うーん、どうかな。自分も高校受験までは数学がそれほど得意でないといっても、それなりの得点を叩き出し、まあまあの成功でした。この調査もどうやら中学・高校程度の数学を対象にしているようです。


 私にとって大学受験の数学は、高校までとはまったく違いました。東大と京大の数学はかなり傾向が違いますが、とにかく歯が立たない。なかなか点数が出ません。高校時代はろくな数学教師に教わってなかったので、浪人してから駿台予備校で徹底的に勉強しなおしました。その結果、微積分とか行列(=線形代数)とかはある程度定石を知れば、解法が全然わからないことはないとわかりました。特に数IIIで極限の扱いをしっかり学習すると、微積分方面は何も問題なし。立体問題など図形問題は高校までも得意だったので、こちらとの組み合わせ問題も問題なし。しかし整数と確率は鬼門でしたね。まず整数問題では定石といえる解法はほとんどないです。毎回ひらめきが要求されるので、全然思い浮かばないと地獄。確率は普通の数学とは違う分野のように感じます。余事象の扱いとか空間的な事象の配置のイメージをつくるのが得意でなかったです。ところができるクラスメートは、そういう難題も難なくこなして高得点を出します。数学ができれば受験はオールマイティというわけでなく、特に難関大の医学部受験だとすべての科目で高得点を出せないと勝てません。ですが数学は差がつきやすい科目で、万一数学を失敗したらもう「ゲーム終了」です。私のような数痴には苦しい限りでしたが、それでも最後の受験では数学満点を叩き出して合格しました。
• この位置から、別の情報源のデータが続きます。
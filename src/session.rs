use chrono::{DateTime, Utc};
use serde::Serialize;
use std::sync::Arc;

use crate::analysis::{CanonicalResult, RawAnalysisDocument};
use crate::history::{HistoryEntry, HistoryLedger, IdGenerator, ModelInfo};
use crate::normalizer::normalize;
use crate::viewer::ExplainabilityImageSet;

/// 检测记录器
///
/// 把一次完成的分析串起来：归一化 → 生成记录 → 写入账本 → 交出图片集合给查看器。
/// 账本不归它所有，由调用方按引用传入（单写多读）。
pub struct DetectionRecorder {
    ids: Arc<dyn IdGenerator>,
    model: ModelInfo,
}

/// 一次检测的产出
#[derive(Debug, Clone, Serialize)]
pub struct DetectionOutcome {
    pub entry: HistoryEntry,
    pub result: CanonicalResult,
    pub images: ExplainabilityImageSet,
}

impl DetectionRecorder {
    pub fn new(ids: Arc<dyn IdGenerator>, model: ModelInfo) -> Self {
        Self { ids, model }
    }

    pub fn model(&self) -> &ModelInfo {
        &self.model
    }

    /// 记录一次完成的检测。`local_preview` 是上传端自己生成的预览，服务端没给预览时使用
    pub fn record(
        &self,
        ledger: &mut HistoryLedger,
        user_id: &str,
        document: RawAnalysisDocument,
        local_preview: Option<String>,
        now: DateTime<Utc>,
    ) -> DetectionOutcome {
        let result = normalize(&document);
        let entry = HistoryEntry::from_result(
            self.ids.next_id(),
            now,
            user_id,
            &self.model,
            &result,
            local_preview,
        );
        let images = ExplainabilityImageSet::from_document(&document);

        ledger.append(entry.clone());

        DetectionOutcome {
            entry,
            result,
            images,
        }
    }
}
 まあ受験の数学なら必死の努力で何とかなることもあるというところでしょう。しかし大学以降はどこもそうとはまいりません。ただし医学部では教養時代の数学はそう難しいことをやりません。微積分では微分方程式やマクローリン展開から線形代数を理解し、医学で必要になる流体力学の関係で(循環血流とか)非線形代数の入り口くらい(フーリエ級数)を学びます。統計学などが重要になってきます。この程度なら数学脳がなくてもしのげますが、群論とか現代数学方面は一切学びませんでした。
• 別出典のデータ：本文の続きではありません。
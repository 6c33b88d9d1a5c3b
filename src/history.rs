//! 模块：检测历史账本 (History Ledger)
//!
//! **职责**: 负责"档案管理"。
//! 按时间顺序保存每一次完成的检测记录，只追加、不修改，新记录排在最前面。
//!
//! - **追加优先 (Append-only)**: 记录一旦写入就不再变化，唯一的删除方式是整体 `clear()`。
//! - **仅进程内**: 不做持久化，进程退出即丢失。
//! - **ID 唯一性**: 由调用方通过 `IdGenerator` 保证，账本本身不去重。

use chrono::{DateTime, Duration, SecondsFormat, Utc};
use serde::{Serialize, Serializer};
use std::sync::atomic::{AtomicU64, Ordering};

use crate::analysis::{CanonicalResult, RawAnalysisDocument};

// ==========================================
// 1. 历史记录 (HistoryEntry)
// ==========================================

/// 一条不可变的审计记录。HTTP 负载统一 snake_case，与 `CanonicalResult`、`HistoryStats` 一致
#[derive(Debug, Clone, PartialEq, Serialize)]
pub struct HistoryEntry {
    pub id: String,
    /// ISO-8601，毫秒精度，`Z` 结尾
    #[serde(serialize_with = "serialize_iso")]
    pub timestamp: DateTime<Utc>,
    pub user_id: String,
    pub model_id: String,
    pub model_name: String,
    pub result_label: String,
    pub confidence: f64,
    pub preview_data_url: Option<String>,
    pub original_with_boxes: Option<String>,
    pub ela_heatmap: Option<String>,
    pub ela_with_boxes: Option<String>,
    /// 原始响应，只在单条回放接口里输出
    #[serde(skip)]
    pub raw_response: Option<RawAnalysisDocument>,
}

/// 生成记录时使用的模型信息
#[derive(Debug, Clone, PartialEq, Eq)]
pub struct ModelInfo {
    pub id: String,
    pub name: String,
}

impl HistoryEntry {
    /// 由一次完成的检测构造记录
    ///
    /// 预览图优先取服务端的 `image_panel`，没有时退回调用方本地的预览。
    pub fn from_result(
        id: String,
        timestamp: DateTime<Utc>,
        user_id: impl Into<String>,
        model: &ModelInfo,
        result: &CanonicalResult,
        local_preview: Option<String>,
    ) -> Self {
        let doc = &result.raw_response;
        Self {
            id,
            timestamp,
            user_id: user_id.into(),
            model_id: model.id.clone(),
            model_name: model.name.clone(),
            result_label: result.label.clone(),
            confidence: result.confidence,
            preview_data_url: doc.preview().map(str::to_string).or(local_preview),
            original_with_boxes: doc.original_with_boxes().map(str::to_string),
            ela_heatmap: doc.heatmap().map(str::to_string),
            ela_with_boxes: doc.heatmap_with_boxes().map(str::to_string),
            raw_response: Some(doc.clone()),
        }
    }

    pub fn timestamp_iso(&self) -> String {
        self.timestamp.to_rfc3339_opts(SecondsFormat::Millis, true)
    }

    /// 标签里含 "real"（不区分大小写）即视为真实，包括 "likely real"
    pub fn is_real(&self) -> bool {
        self.result_label.to_lowercase().contains("real")
    }
}

fn serialize_iso<S: Serializer>(ts: &DateTime<Utc>, serializer: S) -> Result<S::Ok, S::Error> {
    serializer.serialize_str(&ts.to_rfc3339_opts(SecondsFormat::Millis, true))
}

// ==========================================
// 2. ID 生成器 (IdGenerator)
// ==========================================

/// 记录 ID 的生成能力，可注入，测试里换成确定性的实现
pub trait IdGenerator: Send + Sync {
    fn next_id(&self) -> String;
}

/// 默认实现：随机 128 位 UUID v4
#[derive(Debug, Default, Clone, Copy)]
pub struct UuidIdGenerator;

impl IdGenerator for UuidIdGenerator {
    fn next_id(&self) -> String {
        uuid::Uuid::new_v4().to_string()
    }
}

/// 退化实现：毫秒时间戳
///
/// 同一毫秒内的多次调用靠自增序号区分，保证进程内不冲突。
#[derive(Debug, Default)]
pub struct TimestampIdGenerator {
    seq: AtomicU64,
}

impl IdGenerator for TimestampIdGenerator {
    fn next_id(&self) -> String {
        let seq = self.seq.fetch_add(1, Ordering::Relaxed);
        format!("{}-{}", Utc::now().timestamp_millis(), seq)
    }
}

/// 确定性实现：`{prefix}-1`, `{prefix}-2`, ...
#[derive(Debug)]
pub struct SequentialIdGenerator {
    prefix: String,
    next: AtomicU64,
}

impl SequentialIdGenerator {
    pub fn new(prefix: impl Into<String>) -> Self {
        Self {
            prefix: prefix.into(),
            next: AtomicU64::new(1),
        }
    }
}

impl IdGenerator for SequentialIdGenerator {
    fn next_id(&self) -> String {
        let n = self.next.fetch_add(1, Ordering::Relaxed);
        format!("{}-{}", self.prefix, n)
    }
}

// ==========================================
// 3. 账本 (HistoryLedger)
// ==========================================

/// 历史账本
///
/// 内部按追加顺序存放（push 是 O(1) 摊还），读取时反向迭代，对外呈现"最新在前"。
#[derive(Debug, Default, Clone)]
pub struct HistoryLedger {
    entries: Vec<HistoryEntry>,
}

/// 统计面板上的数字
#[derive(Debug, Clone, Copy, PartialEq, Serialize)]
pub struct HistoryStats {
    pub total: usize,
    pub real: usize,
    pub fake: usize,
    /// 真实占比 (%)，空账本时为 0
    pub real_ratio: f64,
    pub fake_ratio: f64,
}

/// 期间过滤
#[derive(Debug, Clone, Copy, PartialEq, Eq)]
pub enum TimeRange {
    Daily,
    Weekly,
    Monthly,
}

impl TimeRange {
    pub fn window(self) -> Duration {
        match self {
            TimeRange::Daily => Duration::days(1),
            TimeRange::Weekly => Duration::days(7),
            TimeRange::Monthly => Duration::days(30),
        }
    }
}

impl std::str::FromStr for TimeRange {
    type Err = anyhow::Error;

    fn from_str(s: &str) -> Result<Self, Self::Err> {
        match s {
            "daily" => Ok(TimeRange::Daily),
            "weekly" => Ok(TimeRange::Weekly),
            "monthly" => Ok(TimeRange::Monthly),
            other => Err(anyhow::anyhow!("unknown time range: {other}")),
        }
    }
}

impl HistoryLedger {
    pub fn new() -> Self {
        Self::default()
    }

    /// 追加一条记录（逻辑上插到最前面）
    pub fn append(&mut self, entry: HistoryEntry) {
        tracing::info!(id = %entry.id, label = %entry.result_label, "history entry appended");
        self.entries.push(entry);
    }

    /// 清空账本
    pub fn clear(&mut self) {
        tracing::info!(removed = self.entries.len(), "history cleared");
        self.entries.clear();
    }

    /// 只读视图，最新在前；多次读取顺序一致
    pub fn all(&self) -> impl DoubleEndedIterator<Item = &HistoryEntry> + ExactSizeIterator {
        self.entries.iter().rev()
    }

    pub fn len(&self) -> usize {
        self.entries.len()
    }

    pub fn is_empty(&self) -> bool {
        self.entries.is_empty()
    }

    pub fn get(&self, id: &str) -> Option<&HistoryEntry> {
        self.entries.iter().find(|e| e.id == id)
    }

    /// 最近 `range` 时间窗口内的记录，最新在前
    pub fn within(&self, range: TimeRange, now: DateTime<Utc>) -> Vec<&HistoryEntry> {
        let since = now - range.window();
        self.all().filter(|e| e.timestamp >= since).collect()
    }

    pub fn stats(&self) -> HistoryStats {
        let total = self.entries.len();
        let real = self.entries.iter().filter(|e| e.is_real()).count();
        let real_ratio = if total > 0 {
            real as f64 / total as f64 * 100.0
        } else {
            0.0
        };
        HistoryStats {
            total,
            real,
            fake: total - real,
            real_ratio,
            fake_ratio: 100.0 - real_ratio,
        }
    }
}
//! 历史账本导出：CSV / JSON
//!
//! 两种格式都基于整本账本，顺序与 `HistoryLedger::all()` 一致（最新在前）。
//! 账本为空时不产生任何输出。

use anyhow::Context;
use chrono::{DateTime, Utc};
use serde::Serialize;
use std::fs;
use std::path::{Path, PathBuf};

use crate::history::{HistoryEntry, HistoryLedger};

pub const FILE_PREFIX: &str = "deepguard_history";
pub const CSV_HEADER: [&str; 5] = ["timestamp", "user_id", "model", "result", "confidence"];

#[derive(Debug, Clone, Copy, PartialEq, Eq)]
pub enum ExportFormat {
    Csv,
    Json,
}

impl ExportFormat {
    pub fn extension(self) -> &'static str {
        match self {
            ExportFormat::Csv => "csv",
            ExportFormat::Json => "json",
        }
    }

    pub fn mime(self) -> &'static str {
        match self {
            ExportFormat::Csv => "text/csv;charset=utf-8",
            ExportFormat::Json => "application/json;charset=utf-8",
        }
    }
}

impl std::str::FromStr for ExportFormat {
    type Err = anyhow::Error;

    fn from_str(s: &str) -> Result<Self, Self::Err> {
        match s.to_ascii_lowercase().as_str() {
            "csv" => Ok(ExportFormat::Csv),
            "json" => Ok(ExportFormat::Json),
            other => Err(anyhow::anyhow!("unsupported export format: {other}")),
        }
    }
}

/// JSON 导出中的一行。字段顺序即输出的 key 顺序
#[derive(Debug, Serialize)]
struct ExportRow<'a> {
    id: &'a str,
    timestamp: String,
    user_id: &'a str,
    model: &'a str,
    result: &'a str,
    confidence: f64,
}

impl<'a> From<&'a HistoryEntry> for ExportRow<'a> {
    fn from(entry: &'a HistoryEntry) -> Self {
        Self {
            id: &entry.id,
            timestamp: entry.timestamp_iso(),
            user_id: &entry.user_id,
            model: &entry.model_name,
            result: &entry.result_label,
            confidence: entry.confidence,
        }
    }
}

/// 渲染 CSV：每个字段都加双引号，字段内的 `"` 写成 `""`，不做其它转义
pub fn render_csv(ledger: &HistoryLedger) -> anyhow::Result<Option<String>> {
    if ledger.is_empty() {
        return Ok(None);
    }

    let mut writer = csv::WriterBuilder::new()
        .quote_style(csv::QuoteStyle::Always)
        .terminator(csv::Terminator::Any(b'\n'))
        .from_writer(Vec::new());

    writer.write_record(CSV_HEADER)?;
    for entry in ledger.all() {
        let confidence = format!("{:.2}", entry.confidence);
        writer.write_record([
            entry.timestamp_iso().as_str(),
            entry.user_id.as_str(),
            entry.model_name.as_str(),
            entry.result_label.as_str(),
            confidence.as_str(),
        ])?;
    }

    let bytes = writer.into_inner().context("failed to flush csv writer")?;
    Ok(Some(String::from_utf8(bytes)?))
}

/// 渲染 JSON：两空格缩进的数组
pub fn render_json(ledger: &HistoryLedger) -> anyhow::Result<Option<String>> {
    if ledger.is_empty() {
        return Ok(None);
    }
    let rows: Vec<ExportRow<'_>> = ledger.all().map(ExportRow::from).collect();
    Ok(Some(serde_json::to_string_pretty(&rows)?))
}

/// 一份待下载的导出文件
#[derive(Debug, Clone, PartialEq)]
pub struct ExportFile {
    pub file_name: String,
    pub format: ExportFormat,
    pub contents: String,
}

impl ExportFile {
    pub fn mime(&self) -> &'static str {
        self.format.mime()
    }

    /// 落盘到 `dir`，目录不存在时自动创建
    pub fn save_to(&self, dir: &Path) -> anyhow::Result<PathBuf> {
        fs::create_dir_all(dir)
            .with_context(|| format!("failed to create export dir {}", dir.display()))?;
        let path = dir.join(&self.file_name);
        fs::write(&path, &self.contents)
            .with_context(|| format!("failed to write export file {}", path.display()))?;
        Ok(path)
    }
}

/// 文件名带生成时刻（毫秒），避免多次导出互相覆盖
pub fn export_file_name(format: ExportFormat, generated_at: DateTime<Utc>) -> String {
    format!(
        "{}_{}.{}",
        FILE_PREFIX,
        generated_at.timestamp_millis(),
        format.extension()
    )
}

/// 导出入口。空账本返回 `Ok(None)`：不生成文件，也不触发下载
pub fn export(
    ledger: &HistoryLedger,
    format: ExportFormat,
    generated_at: DateTime<Utc>,
) -> anyhow::Result<Option<ExportFile>> {
    let contents = match format {
        ExportFormat::Csv => render_csv(ledger)?,
        ExportFormat::Json => render_json(ledger)?,
    };

    let Some(contents) = contents else {
        tracing::debug!(?format, "export skipped: history is empty");
        return Ok(None);
    };

    let file = ExportFile {
        file_name: export_file_name(format, generated_at),
        format,
        contents,
    };
    tracing::info!(file = %file.file_name, rows = ledger.len(), "history exported");
    Ok(Some(file))
}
 ところで私と違って息子は数学がずっと得意でした(家内の家系からの遺伝ダナ)。最初の大学は京都大学理学部でしたが、入学後の成績開示を見ると数学で得点を稼いでいました。京大の場合、理系各学部の中で二次試験の数学配点がもっとも高いのは理学部です、息子には「数学得意」という意識はずっとあったと思います。ところが大学に入ったら、まったく勝手が違いました。京大理学部の募集は「理学部理学科」で学部段階ではほとんど専門に分かれていません(卒研除く)。従って1回生から3回生くらいまで理学部生は生物系から化学〜数物系など将来志望混在の状態で科目を履修します。息子は2回生の時、意気揚々として数理系の初級科目「解析学演習」をとりましたが、クラスの中に2人くらいめちゃくちゃ出来る学生が居たそうです。自分がまったく手を付けられない演習問題をすらすら解いて前に出て板書するそうですが、そもそも彼らが記す内容がよくわからなかったそうです。「僕は今まで数学得意とずっと思ってたけど、京大に来てただの凡人と思い知った」そうです。天狗の鼻、折られたり。従って数理系は諦めました。でも人生とは「上には上がいる」を知ることであり、少なくとも日本ではトップレベルの数理科学志向の学生を目の当たりにしたのは、得がたい経験でしょう。ある意味、私は羨ましいです。


結論;数学力はある程度以上のレベルになれば、先天的に決まっています。ジタバタしても仕方ない。人事を尽くして天命を待つのみ!